In 1857, Herbert Spencer published an essay called The Ultimate Laws of Physiology, later in the same year re-published as Transcendental Physiology. This was two years before Darwin’s On the Origin of Species, but it was Spencer who came up with the phrase survival of the fittest.
Although he knew about heredity, in his 1857 essay Spencer reflected the science of his day by admitting that he could not begin to understand how a fertilised ovum could grow into the complexity of an adult.
The capacity possessed by an unorganized germ of unfolding into a complex adult which repeats ancestral traits in minute details, and that even when it has been placed in conditions unlike those of its ancestors, is a capacity impossible for us to understand. That a microscopic portion of seemingly structureless matter should embody an influence of such kind, that the resulting man will in fifty years after become gouty or insane, is a truth which would be incredible were it not daily illustrated.

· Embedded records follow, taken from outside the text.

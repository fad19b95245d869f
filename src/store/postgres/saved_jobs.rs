use sqlx::PgPool;
use uuid::Uuid;

use crate::models::job::Job;
use crate::store::{SavedJobStore, StoreFuture};

#[derive(Clone)]
pub struct PgSavedJobStore {
    pool: PgPool,
}

impl PgSavedJobStore {
    pub fn new(pool: PgPool) -> Self {
        Self { pool }
    }
}

impl SavedJobStore for PgSavedJobStore {
    fn is_saved(&self, user_id: Uuid, job_id: Uuid) -> StoreFuture<bool> {
        let pool = self.pool.clone();
        Box::pin(async move {
            let exists: bool = sqlx::query_scalar(
                "SELECT EXISTS (SELECT 1 FROM saved_jobs WHERE user_id = $1 AND job_id = $2)",
            )
            .bind(user_id)
            .bind(job_id)
            .fetch_one(&pool)
            .await?;
            Ok(exists)
        })
    }

    fn save(&self, user_id: Uuid, job_id: Uuid) -> StoreFuture<()> {
        let pool = self.pool.clone();
        Box::pin(async move {
            sqlx::query(
                r#"
                INSERT INTO saved_jobs (user_id, job_id)
                VALUES ($1, $2)
                ON CONFLICT (user_id, job_id) DO NOTHING
                "#,
            )
            .bind(user_id)
            .bind(job_id)
            .execute(&pool)
            .await?;
            Ok(())
        })
    }

    fn unsave(&self, user_id: Uuid, job_id: Uuid) -> StoreFuture<()> {
        let pool = self.pool.clone();
        Box::pin(async move {
            sqlx::query("DELETE FROM saved_jobs WHERE user_id = $1 AND job_id = $2")
                .bind(user_id)
                .bind(job_id)
                .execute(&pool)
                .await?;
            Ok(())
        })
    }

    fn list(&self, user_id: Uuid) -> StoreFuture<Vec<Job>> {
        let pool = self.pool.clone();
        Box::pin(async move {
            let jobs = sqlx::query_as::<_, Job>(
                r#"
                SELECT j.*
                FROM saved_jobs s
                JOIN jobs j ON j.id = s.job_id
                WHERE s.user_id = $1
                ORDER BY s.created_at DESC
                "#,
            )
            .bind(user_id)
            .fetch_all(&pool)
            .await?;
            Ok(jobs)
        })
    }

    fn count(&self, user_id: Uuid) -> StoreFuture<i64> {
        let pool = self.pool.clone();
        Box::pin(async move {
            let count: i64 = sqlx::query_scalar("SELECT COUNT(*) FROM saved_jobs WHERE user_id = $1")
                .bind(user_id)
                .fetch_one(&pool)
                .await?;
            Ok(count)
        })
    }
}
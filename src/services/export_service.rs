use crate::error::Result;
use crate::models::application::{ApplicationDetail, ApplicationStatus, BadgeTone};
use crate::services::dashboard_service::count_by_status;
use crate::utils::time::eat;
use rust_xlsxwriter::*;

pub struct ExportService;

impl ExportService {
    fn tone_color(tone: BadgeTone) -> Color {
        match tone {
            BadgeTone::Neutral => Color::RGB(0x64748B),   // Slate 500
            BadgeTone::Info => Color::RGB(0x3B82F6),      // Blue
            BadgeTone::Highlight => Color::RGB(0x8B5CF6), // Violet
            BadgeTone::Success => Color::RGB(0x10B981),   // Emerald
            BadgeTone::Danger => Color::RGB(0xEF4444),    // Red
        }
    }

    fn or_dash(value: Option<&str>) -> &str {
        value.filter(|v| !v.trim().is_empty()).unwrap_or("—")
    }
}

impl ExportService {
    /// Styled XLSX workbook of an employer's applicants.
    pub fn generate_applicants_xlsx(applicants: &[ApplicationDetail]) -> Result<Vec<u8>> {
        let mut workbook = Workbook::new();
        let worksheet = workbook.add_worksheet();
        worksheet.set_name("Applicants")?;

        let primary_color = Color::RGB(0x1E293B); // Slate 800
        let header_bg = Color::RGB(0x0F172A); // Slate 900
        let header_text = Color::White;
        let alt_row_1 = Color::RGB(0xF8FAFC); // Slate 50
        let alt_row_2 = Color::White;
        let border_color = Color::RGB(0xE2E8F0); // Slate 200

        let columns = [
            ("#", 6.0),
            ("Applicant", 28.0),
            ("Email", 30.0),
            ("Location", 18.0),
            ("Skills", 36.0),
            ("Rating", 10.0),
            ("Job", 30.0),
            ("Status", 20.0),
            ("Applied", 18.0),
            ("Interview", 20.0),
            ("Notes", 40.0),
        ];
        let last_col = (columns.len() - 1) as u16;

        for (i, (_, width)) in columns.iter().enumerate() {
            worksheet.set_column_width(i as u16, *width)?;
        }

        // Title
        let title_format = Format::new()
            .set_font_size(16)
            .set_bold()
            .set_font_color(header_text)
            .set_background_color(primary_color)
            .set_align(FormatAlign::CenterAcross)
            .set_align(FormatAlign::VerticalCenter);
        worksheet.set_row_height(0, 40)?;
        worksheet.merge_range(0, 0, 0, last_col, "JobSoko applicants report", &title_format)?;

        let subtitle_format = Format::new()
            .set_font_size(10)
            .set_italic()
            .set_font_color(Color::RGB(0x94A3B8))
            .set_background_color(primary_color)
            .set_align(FormatAlign::CenterAcross)
            .set_align(FormatAlign::VerticalCenter);
        worksheet.set_row_height(1, 22)?;
        let now = chrono::Utc::now()
            .with_timezone(&eat())
            .format("%d %b %Y %H:%M EAT")
            .to_string();
        let subtitle_text = format!("Exported {}  •  {} applicants", now, applicants.len());
        worksheet.merge_range(1, 0, 1, last_col, &subtitle_text, &subtitle_format)?;

        // Header
        let header_format = Format::new()
            .set_bold()
            .set_font_size(10)
            .set_font_color(header_text)
            .set_background_color(header_bg)
            .set_align(FormatAlign::Center)
            .set_align(FormatAlign::VerticalCenter)
            .set_text_wrap()
            .set_border(FormatBorder::Thin)
            .set_border_color(border_color);
        let header_row = 2;
        worksheet.set_row_height(header_row, 30)?;
        for (i, (name, _)) in columns.iter().enumerate() {
            worksheet.write_string_with_format(header_row, i as u16, *name, &header_format)?;
        }

        let data_start_row = 3;
        for (idx, detail) in applicants.iter().enumerate() {
            let row = data_start_row + idx as u32;
            let app = &detail.application;
            let bg = if idx % 2 == 0 { alt_row_1 } else { alt_row_2 };

            let base_fmt = Format::new()
                .set_font_size(10)
                .set_background_color(bg)
                .set_align(FormatAlign::VerticalCenter)
                .set_border(FormatBorder::Thin)
                .set_border_color(border_color);
            let center_fmt = base_fmt.clone().set_align(FormatAlign::Center);
            let wrap_fmt = base_fmt.clone().set_text_wrap();

            worksheet.set_row_height(row, 22)?;
            worksheet.write_number_with_format(row, 0, (idx + 1) as f64, &center_fmt)?;
            worksheet.write_string_with_format(
                row,
                1,
                &detail.applicant_name,
                &base_fmt.clone().set_bold(),
            )?;
            worksheet.write_string_with_format(row, 2, &detail.applicant_email, &base_fmt)?;
            worksheet.write_string_with_format(
                row,
                3,
                Self::or_dash(detail.applicant_location.as_deref()),
                &base_fmt,
            )?;
            let skills = detail.applicant_skills.join(", ");
            worksheet.write_string_with_format(row, 4, Self::or_dash(Some(skills.as_str())), &wrap_fmt)?;

            match detail.applicant_rating {
                Some(rating) => {
                    worksheet.write_number_with_format(row, 5, rating, &center_fmt.clone().set_num_format("0.0"))?
                }
                None => worksheet.write_string_with_format(row, 5, "—", &center_fmt)?,
            };

            worksheet.write_string_with_format(row, 6, &detail.job_title, &wrap_fmt)?;

            let badge = app.status.badge();
            let status_fmt = Format::new()
                .set_font_size(10)
                .set_bold()
                .set_font_color(Color::White)
                .set_background_color(Self::tone_color(badge.tone))
                .set_align(FormatAlign::Center)
                .set_align(FormatAlign::VerticalCenter)
                .set_border(FormatBorder::Thin)
                .set_border_color(border_color);
            worksheet.write_string_with_format(row, 7, badge.label, &status_fmt)?;

            let applied = app
                .applied_at
                .with_timezone(&eat())
                .format("%d.%m.%Y %H:%M")
                .to_string();
            worksheet.write_string_with_format(row, 8, &applied, &center_fmt)?;

            let interview = app
                .interview_date
                .map(|d| d.with_timezone(&eat()).format("%d.%m.%Y %H:%M").to_string())
                .unwrap_or_else(|| "—".to_string());
            worksheet.write_string_with_format(row, 9, &interview, &center_fmt)?;
            worksheet.write_string_with_format(row, 10, Self::or_dash(app.notes.as_deref()), &wrap_fmt)?;
        }

        // Summary
        let total_row = data_start_row + applicants.len() as u32 + 1;
        let summary_fmt = Format::new()
            .set_bold()
            .set_font_size(10)
            .set_font_color(primary_color)
            .set_background_color(Color::RGB(0xE0E7FF)) // Indigo 100
            .set_align(FormatAlign::Center)
            .set_align(FormatAlign::VerticalCenter)
            .set_border(FormatBorder::Thin)
            .set_border_color(border_color);
        worksheet.set_row_height(total_row, 26)?;
        worksheet.merge_range(
            total_row,
            0,
            total_row,
            2,
            &format!("Total: {} applicants", applicants.len()),
            &summary_fmt,
        )?;

        let counts = count_by_status(applicants);
        let status_summary = ApplicationStatus::ALL
            .iter()
            .map(|s| format!("{}: {}", s.badge().label, counts.get(s).copied().unwrap_or(0)))
            .collect::<Vec<_>>()
            .join(" | ");
        worksheet.merge_range(total_row, 3, total_row, last_col, &status_summary, &summary_fmt)?;

        worksheet.set_freeze_panes(3, 0)?;
        worksheet.autofilter(
            2,
            0,
            (data_start_row + applicants.len() as u32).saturating_sub(1).max(2),
            last_col,
        )?;

        let buffer = workbook.save_to_buffer()?;
        Ok(buffer)
    }
}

Herbert Spencer - Transcendental Physiology (1857)
Today, Spencer’s impossible puzzle is apparently solved quite easily in general conversation by words such as ‘genes’ or an acronym such as ‘DNA’. However, going no further than this would be to base the solution on a few words, a solution which doesn’t necessarily go much deeper than knowing how to use those words in conversations.
We could go on to suggest that Spencer did at least understand how baffling heredity is, whereas someone today using the word ‘gene’ might possess no more knowledge of heredity than Spencer and possibly less.
It highlights a problem where limited use of the correct technical language in social contexts may have only a superficial connection with what we usually refer to as ‘knowledge’. Even worse, language is frequently used to evade the pursuit of knowledge in favour of fashionable ideas. The evasion can be so successful that those drawn from the real world into the world of wordsmiths cannot tell the difference. Politicians know this.
Looping back to Spencer’s frustration with his apparently impossible problem, there was a time when a general fascination with all aspects of the real world appeared to promise something of vast value. Unfortunately, we never quite grasped it as a permanent cultural gain. Today, we drift back towards that endless conflict with the unreal worlds of wordsmiths.
The capacity possessed by an unorganized germ of unfolding into a complex adult which repeats ancestral traits in minute details, and that even when it has been placed in conditions unlike those of its ancestors, is a capacity impossible for us to understand. That a microscopic portion of seemingly structureless matter should embody an influence of such kind, that the resulting man will in fifty years after become gouty or insane, is a truth which would be incredible were it not daily illustrated.
Herbert Spencer - Transcendental Physiology (1857)
Today, Spencer’s impossible puzzle is apparently solved quite easily in general conversation by words such as ‘genes’ or an acronym such as ‘DNA’. However, going no further than this would be to base the solution on a few words, a solution which doesn’t necessarily go much deeper than knowing how to use those words in conversations.
We could go on to suggest that Spencer did at least understand how baffling heredity is, whereas someone today using the word ‘gene’ might possess no more knowledge of heredity than Spencer and possibly less.
It highlights a problem where limited use of the correct technical language in social contexts may have only a superficial connection with what we usually refer to as ‘knowledge’. Even worse, language is frequently used to evade the pursuit of knowledge in favour of fashionable ideas. The evasion can be so successful that those drawn from the real world into the world of wordsmiths cannot tell the difference. Politicians know this.
Looping back to Spencer’s frustration with his apparently impossible problem, there was a time when a general fascination with all aspects of the real world appeared to promise something of vast value. Unfortunately, we never quite grasped it as a permanent cultural gain. Today, we drift back towards that endless conflict with the unreal worlds of wordsmiths.
4 comments:
That is because science and technology and concomitant social changes have outstripped citizens' ability to comprehend. And childrens' education needed to get more disciplined and more rigorous than it was in the 50s and 60s instead of becoming simplified and less demanding as it did. Now our society is left in the condition you describe, with people entering the political governance realm with no
understanding of vital issues like social psychology, technology, (energy generation, for example) or history. All they can do is become wordsmiths.
"It is a truth universally acknowledged, that a single data point in possession of a good scientific observation, must be in want of a grand theory." (Sorry, Jane Austen)
The idea of genes and genetics is simple, and people think that comprehension sufficient to explain their opinions. Wrong. You can arguably understand 'a gene' but there are thousands of genes, expressed in trillions of cells, in a human body and billions of people. It is the interactions that overwhelm the 'simple' understanding'.
Tammly - and our digital world makes it much easier to grasp all kinds of issues, but those people entering the political governance realm commonly direct their efforts towards their own political advantage. It's an odd situation where their technical incompetence is becoming more and more transparent.
DJ - yes, most of us aren't much further forward than Spencer and may as well avoid ideas which require a deeper understanding of genes and genetics than we'll ever possess.
I used to enjoy it when a new manager was appointed to a football club and would announce that he was going to change the DNA of the place.
Whereas now with a Pfizer jab he could actually do it.